Infine nel 2009 un gruppo di ricercatori italiani ha condotto uno studio (7) su 18 atleti praticanti il karate ed impegnati, attraverso l’esecuzione di test di attenzione, nella valutazione dei processi cognitivi coinvolti nel controllo della reattività. Furono divisi in 2 gruppi, al primo, costituito da 10 atleti, fu eseguita per 21 giorni, una integrazione con Omega 3 (2,25 g) e policosanoli (10 mg, miscela di alcoli alifatici primari isolati dalla canna da zucchero, in grado di ridurre la frazione HDL – quella cattiva- del colesterolo) al secondo, quale placebo, fu somministrato olio di girasole.
I soggetti furono testati all’inizio (test 1), dopo 21 (test 2) e dopo 42 giorni (test 3). Si è constatato che il gruppo che aveva assunto il placebo non dimostrava alcuna differenza nel test 2 e 3 se comparato con il test 1, mentre la doppia integrazione è risultata efficacie nel ridurre il tempo di reazione (verosimilmente per un effetto sul Sistema Nervoso Centrale), nell’aumentare la sensazione di essere in buona forma e di migliorare lo stato dell’umore.
In conclusione: i medici dello sport devono prestare grande attenzione a quelle che sono le abitudini alimentari ed integrative degli atleti di elite: report ottenuti (8) segnalano abitudini nutrizionali insoddisfacenti mentre l’integrazione ha una base sufficientemente regolare nei maschi ma nelle donne risulta essere occasionale.
L’assunzione di olio di pesce, per quanto si è documentato, può essere considerata un valido rimedio a queste due carenze, ma anche un supporto valido per la terapia della EIB degli atleti ed un aiuto per contrastare gli effetti negativi dell’allenamento intenso.
BIBLIOGRAFIA 1) Bang HO, Dyerberg J, Hjoorne N. The composition of food consumed by Greenland Eskimos. Acta Med Scand 1976;200(1-2):69-73.
2) Mickleborough TD, Murray RL, Ionescu AA. Fish oil supplementation reduces severity of exercise-induced bronchoconstriction in elite athletes. Am J Respir Crit Care Med. 2003;168(10):1181-9.

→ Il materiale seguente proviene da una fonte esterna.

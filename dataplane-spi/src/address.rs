//! Data addresses and transfer types.

use crate::ParseError;
use serde::{Deserialize, Serialize};
use serde_json::Value;
use std::collections::BTreeMap;
use std::fmt;
use std::str::FromStr;

/// Location of data plus whatever a data plane needs to reach it.
///
/// `type` is mandatory; every other property is free-form.
#[derive(Debug, Clone, PartialEq, Eq, Serialize, Deserialize)]
pub struct DataAddress {
    #[serde(rename = "type")]
    address_type: String,
    #[serde(flatten)]
    properties: BTreeMap<String, Value>,
}

impl DataAddress {
    /// Property holding the address type.
    pub const TYPE: &'static str = "type";
    /// Property naming the secret that holds credentials for the address.
    pub const KEY_NAME: &'static str = "keyName";

    /// Create an address of the given type.
    #[must_use]
    pub fn new(address_type: impl Into<String>) -> Self {
        Self {
            address_type: address_type.into(),
            properties: BTreeMap::new(),
        }
    }

    /// Add a property. Setting `type` replaces the address type.
    #[must_use]
    pub fn with_property(mut self, key: impl Into<String>, value: impl Into<Value>) -> Self {
        self.set_property(key, value);
        self
    }

    /// Set a property in place.
    pub fn set_property(&mut self, key: impl Into<String>, value: impl Into<Value>) {
        let key = key.into();
        let value = value.into();
        if key == Self::TYPE {
            if let Value::String(t) = value {
                self.address_type = t;
            }
            return;
        }
        self.properties.insert(key, value);
    }

    /// Address type, e.g. `HttpData`.
    #[must_use]
    pub fn address_type(&self) -> &str {
        &self.address_type
    }

    /// Raw property value.
    #[must_use]
    pub fn property(&self, key: &str) -> Option<&Value> {
        self.properties.get(key)
    }

    /// Property as a string, if it is one.
    #[must_use]
    pub fn string_property(&self, key: &str) -> Option<&str> {
        self.property(key).and_then(Value::as_str)
    }

    /// Name of the credentials secret, if any.
    #[must_use]
    pub fn key_name(&self) -> Option<&str> {
        self.string_property(Self::KEY_NAME)
    }

    /// All properties except `type`.
    #[must_use]
    pub const fn properties(&self) -> &BTreeMap<String, Value> {
        &self.properties
    }
}

/// Direction of a transfer.
#[derive(Debug, Clone, Copy, PartialEq, Eq, Hash, Serialize, Deserialize)]
#[serde(rename_all = "UPPERCASE")]
pub enum FlowType {
    /// Data plane pushes to the destination.
    Push,
    /// Consumer pulls through an endpoint data reference.
    Pull,
}

impl FlowType {
    /// Wire name.
    #[must_use]
    pub const fn as_str(self) -> &'static str {
        match self {
            Self::Push => "PUSH",
            Self::Pull => "PULL",
        }
    }
}

impl fmt::Display for FlowType {
    fn fmt(&self, f: &mut fmt::Formatter<'_>) -> fmt::Result {
        f.write_str(self.as_str())
    }
}

impl FromStr for FlowType {
    type Err = ParseError;

    fn from_str(s: &str) -> Result<Self, Self::Err> {
        match s.to_ascii_uppercase().as_str() {
            "PUSH" => Ok(Self::Push),
            "PULL" => Ok(Self::Pull),
            _ => Err(ParseError::new("flow type", s)),
        }
    }
}

/// Destination type plus flow type, written `HttpData-PUSH`.
#[derive(Debug, Clone, PartialEq, Eq, Hash, Serialize, Deserialize)]
pub struct TransferType {
    /// Destination address type
    pub destination_type: String,
    /// Flow direction
    pub flow_type: FlowType,
}

impl TransferType {
    /// Create a transfer type.
    #[must_use]
    pub fn new(destination_type: impl Into<String>, flow_type: FlowType) -> Self {
        Self {
            destination_type: destination_type.into(),
            flow_type,
        }
    }
}

impl Default for TransferType {
    fn default() -> Self {
        Self::new("", FlowType::Push)
    }
}

impl fmt::Display for TransferType {
    fn fmt(&self, f: &mut fmt::Formatter<'_>) -> fmt::Result {
        write!(f, "{}-{}", self.destination_type, self.flow_type)
    }
}

impl FromStr for TransferType {
    type Err = ParseError;

    fn from_str(s: &str) -> Result<Self, Self::Err> {
        let (destination, flow) = s
            .rsplit_once('-')
            .ok_or_else(|| ParseError::new("transfer type", s))?;
        if destination.is_empty() {
            return Err(ParseError::new("transfer type", s));
        }
        let flow_type = flow
            .parse()
            .map_err(|_| ParseError::new("transfer type", s))?;
        Ok(Self::new(destination, flow_type))
    }
}

#[cfg(test)]
mod tests {
    use super::*;
    use serde_json::json;

    #[test]
    fn test_data_address_properties() {
        let address = DataAddress::new("HttpData")
            .with_property("baseUrl", "http://example.com")
            .with_property(DataAddress::KEY_NAME, "api-key")
            .with_property("proxyPath", true);

        assert_eq!(address.address_type(), "HttpData");
        assert_eq!(address.string_property("baseUrl"), Some("http://example.com"));
        assert_eq!(address.key_name(), Some("api-key"));
        assert_eq!(address.property("proxyPath"), Some(&json!(true)));
        assert_eq!(address.properties().len(), 3);
    }

    #[test]
    fn test_setting_type_property_replaces_type() {
        let address = DataAddress::new("HttpData").with_property("type", "AmazonS3");
        assert_eq!(address.address_type(), "AmazonS3");
        assert!(address.property("type").is_none());
    }

    #[test]
    fn test_data_address_serde_flattens() {
        let address = DataAddress::new("HttpData").with_property("baseUrl", "http://x");
        let value = serde_json::to_value(&address).unwrap();
        assert_eq!(value, json!({"type": "HttpData", "baseUrl": "http://x"}));

        let back: DataAddress = serde_json::from_value(value).unwrap();
        assert_eq!(back, address);
    }

    #[test]
    fn test_flow_type_parse() {
        assert_eq!("PUSH".parse::<FlowType>().unwrap(), FlowType::Push);
        assert_eq!("pull".parse::<FlowType>().unwrap(), FlowType::Pull);
        assert!("SIDEWAYS".parse::<FlowType>().is_err());
    }

    #[test]
    fn test_transfer_type_text_form() {
        let transfer = TransferType::new("HttpData", FlowType::Push);
        assert_eq!(transfer.to_string(), "HttpData-PUSH");

        let parsed: TransferType = "Amazon-S3-PULL".parse().unwrap();
        assert_eq!(parsed.destination_type, "Amazon-S3");
        assert_eq!(parsed.flow_type, FlowType::Pull);

        assert!("HttpData".parse::<TransferType>().is_err());
        assert!("-PUSH".parse::<TransferType>().is_err());
        assert!("HttpData-BOTH".parse::<TransferType>().is_err());
    }
}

3) Mickleborough TD, Lindley MR, Ionescu AA. Protective effect of fish oil supplementation on exercise-induced bronchoconstriction in asthma. Chest 2006;129(1):39-49.
4) Mickleborough TD, Lindley MR, Montgomery GS. Effect of fish oil-derived Omega-3 polyunsaturated fatty acid supplementation on exsercise-induced bronchoconstriction and immune function in athletes. Phys Sportsmed 2008;36(1):11-7.
5) Simopoulos AP. Omega-3 fatty acid and athletics. Curr Sports Med Rep. 2007;6(4):230-6.
6) Buckley JD, Burgess S, Murphy KJ. DHA-rich fish oil lowers heart rate during submaximal
exercise in elite Australian Rules footballers. J Sci Med Sport 2009;12(4):503-7.
7) Fontani G, Lodi L, Migliorini S. Effect of Omega-3 and policosanol supplementation on attention and reactivity in athletes. J Am Coll Nutr 2009;28 Suppl:473S-481S.
8) Ronsen O, Sundgot-Borgen J, Maehlum S. Supplement use and nutritional habits in Norvegian elite athletes. Scand J Med Sports 1999;9(1):28-35.